**What you have to do:** Only the lines that hold the word "entry" are wanted from this listing.

**Dataset excerpts:**

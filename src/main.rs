use std::net::SocketAddr;
use std::sync::Arc;

use anyhow::Result;
use clap::{Parser, Subcommand};
use tracing::info;

use rostrum::agent::AgentName;
use rostrum::client::HttpInferenceClient;
use rostrum::config::{DebateSettings, DEFAULT_ROUNDS};
use rostrum::orchestrator::{DebateOrchestrator, DebateOutcome};
use rostrum::server;
use rostrum::transcript::Phase;

/// Topic used when none is given on the command line.
const DEFAULT_TOPIC: &str =
    "Does 'The Grand Inquisitor' claim that freedom is a burden rather than a gift?";

#[derive(Parser)]
#[command(name = "rostrum", about = "Moderated two-debater LLM debate orchestrator")]
struct Cli {
    #[command(subcommand)]
    command: Command,
}

#[derive(Subcommand)]
enum Command {
    /// Run a debate in the terminal and print a summary of the transcript.
    Run {
        /// Number of debate rounds.
        #[arg(long, default_value_t = DEFAULT_ROUNDS)]
        rounds: u32,
        /// Debate topic, as trailing words.
        #[arg(trailing_var_arg = true)]
        topic: Vec<String>,
    },
    /// Serve the streaming debate API over HTTP/SSE.
    Serve {
        /// Port to listen on.
        #[arg(long, default_value_t = 3000)]
        port: u16,
    },
}

#[tokio::main]
async fn main() -> Result<()> {
    dotenvy::dotenv().ok();
    tracing_subscriber::fmt()
        .with_env_filter(
            tracing_subscriber::EnvFilter::try_from_default_env()
                .unwrap_or_else(|_| "info".into()),
        )
        .init();

    let cli = Cli::parse();
    match cli.command {
        Command::Run { rounds, topic } => {
            let topic = if topic.is_empty() {
                DEFAULT_TOPIC.to_string()
            } else {
                topic.join(" ")
            };
            let mut settings = DebateSettings::from_env()?;
            settings.rounds = rounds;
            info!(
                a = %settings.agent_a.base_url,
                b = %settings.agent_b.base_url,
                mediator = %settings.mediator.base_url,
                "agent endpoints configured"
            );

            let orchestrator = DebateOrchestrator::new(settings, HttpInferenceClient::new());
            let outcome = orchestrator.run(&topic).await?;
            print_summary(&outcome);
        }
        Command::Serve { port } => {
            let settings = DebateSettings::from_env()?;
            let orchestrator = Arc::new(DebateOrchestrator::new(
                settings,
                HttpInferenceClient::new(),
            ));
            let addr = SocketAddr::from(([0, 0, 0, 0], port));
            server::serve(addr, orchestrator).await?;
        }
    }
    Ok(())
}

fn print_summary(outcome: &DebateOutcome) {
    println!("Debate complete.");
    println!("Topic: {}", outcome.topic);
    println!("Transcript entries: {}", outcome.transcript.len());
    println!();

    for entry in &outcome.transcript {
        match (entry.role, entry.phase) {
            (AgentName::Mediator, Phase::ModeratorNote | Phase::RoundRecap) => {
                println!("Round {} - Mediator:", entry.round);
                println!("{}", entry.text);
                println!();
            }
            (AgentName::A | AgentName::B, _) => {
                println!("Round {} - Agent {}:", entry.round, entry.role);
                println!("{}", entry.text);
                if !entry.citations.is_empty() {
                    println!("Citations: {}", entry.citations.len());
                }
                println!();
            }
            _ => {}
        }
    }
}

**Response area:**
    for entry in &outcome.transcript {
        match (entry.role, entry.phase) {
                println!("Round {} - Mediator:", entry.round);
                println!("{}", entry.text);
                println!("Round {} - Agent {}:", entry.round, entry.role);
                println!("{}", entry.text);
                if !entry.citations.is_empty() {
                    println!("Citations: {}", entry.citations.len());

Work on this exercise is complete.